Exercise data Block Start

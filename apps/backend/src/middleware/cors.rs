use std::env;

use actix_cors::Cors;
use actix_web::http::header;

/// Origin allowed when `CORS_ALLOWED_ORIGINS` yields nothing usable.
pub const DEFAULT_ALLOWED_ORIGIN: &str = "http://localhost:5173";

/// Parse a comma-separated origin list, dropping empty, `null` and non-http entries.
pub fn parse_origins(raw: &str) -> Vec<String> {
    let origins: Vec<String> = raw
        .split(',')
        .map(str::trim)
        .filter(|s| !s.is_empty() && *s != "null")
        .filter(|s| s.starts_with("http://") || s.starts_with("https://"))
        .map(|s| s.trim_end_matches('/').to_string())
        .collect();

    if origins.is_empty() {
        vec![DEFAULT_ALLOWED_ORIGIN.to_string()]
    } else {
        origins
    }
}

/// CORS for the browser client. Credentials are allowed so the session
/// cookie travels on cross-origin requests; origins therefore stay explicit.
pub fn cors_middleware() -> Cors {
    let origins = parse_origins(&env::var("CORS_ALLOWED_ORIGINS").unwrap_or_default());

    let mut cors = Cors::default()
        .allowed_methods(vec!["GET", "POST", "PUT", "PATCH", "DELETE", "OPTIONS"])
        .allowed_headers(vec![header::CONTENT_TYPE, header::ACCEPT])
        .expose_headers(vec![header::HeaderName::from_static("x-trace-id")])
        .supports_credentials()
        .max_age(3600);

    for origin in &origins {
        cors = cors.allowed_origin(origin);
    }

    cors
}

Exercise data Block End

** The problem **
In the answer, the lines from the first line of the data above through the line containing "therefore stay explicit." must appear exactly as written, with nothing else.

** Result of the task **
filename apps/backend/src/middleware/cors.rs
use std::env;

use actix_cors::Cors;
use actix_web::http::header;

/// Origin allowed when `CORS_ALLOWED_ORIGINS` yields nothing usable.
pub const DEFAULT_ALLOWED_ORIGIN: &str = "http://localhost:5173";

/// Parse a comma-separated origin list, dropping empty, `null` and non-http entries.
pub fn parse_origins(raw: &str) -> Vec<String> {
    let origins: Vec<String> = raw
        .split(',')
        .map(str::trim)
        .filter(|s| !s.is_empty() && *s != "null")
        .filter(|s| s.starts_with("http://") || s.starts_with("https://"))
        .map(|s| s.trim_end_matches('/').to_string())
        .collect();

    if origins.is_empty() {
        vec![DEFAULT_ALLOWED_ORIGIN.to_string()]
    } else {
        origins
    }
}

/// CORS for the browser client. Credentials are allowed so the session
/// cookie travels on cross-origin requests; origins therefore stay explicit.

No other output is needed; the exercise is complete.